Work request
Reproduce, with no edits, the line that contains "Append-only audit trail." and all the lines that follow it, ending with the last line of the records.

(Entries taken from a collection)
--- START ---
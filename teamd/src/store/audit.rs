//! Append-only audit trail.
//!
//! One event per state transition, written before the mutated record is
//! renamed into place. The trail is authority for observability only;
//! recovery never replays it.

use chrono::Utc;

use team_common::error::StoreResult;
use team_common::fs::{append_json_line, read_json_lines};
use team_common::types::AuditEvent;
use team_common::SCHEMA_VERSION;

use super::Store;

impl Store {
    pub(crate) fn append_audit(
        &self,
        event_type: &str,
        actor: &str,
        task_id: Option<&str>,
        thread_id: Option<&str>,
        data: serde_json::Value,
    ) -> StoreResult<()> {
        let event = AuditEvent {
            schema_version: SCHEMA_VERSION,
            event_type: event_type.to_string(),
            actor: actor.to_string(),
            task_id: task_id.map(str::to_string),
            thread_id: thread_id.map(str::to_string),
            data,
            created_at: Utc::now(),
        };
        append_json_line(&self.audit_path(), &event)
    }

    /// Full audit history in commit order (tolerant of a torn tail).
    pub fn read_audit(&self) -> StoreResult<Vec<AuditEvent>> {
        read_json_lines(&self.audit_path())
    }
}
--- END ---
Result for this task
//! Append-only audit trail.
//!
//! One event per state transition, written before the mutated record is
//! renamed into place. The trail is authority for observability only;
//! recovery never replays it.

use chrono::Utc;

use team_common::error::StoreResult;
use team_common::fs::{append_json_line, read_json_lines};
use team_common::types::AuditEvent;
use team_common::SCHEMA_VERSION;

use super::Store;

impl Store {
    pub(crate) fn append_audit(
        &self,
        event_type: &str,
        actor: &str,
        task_id: Option<&str>,
        thread_id: Option<&str>,
        data: serde_json::Value,
    ) -> StoreResult<()> {
        let event = AuditEvent {
            schema_version: SCHEMA_VERSION,
            event_type: event_type.to_string(),
            actor: actor.to_string(),
            task_id: task_id.map(str::to_string),
            thread_id: thread_id.map(str::to_string),
            data,
            created_at: Utc::now(),
        };
        append_json_line(&self.audit_path(), &event)
    }

    /// Full audit history in commit order (tolerant of a torn tail).
    pub fn read_audit(&self) -> StoreResult<Vec<AuditEvent>> {
        read_json_lines(&self.audit_path())
    }
}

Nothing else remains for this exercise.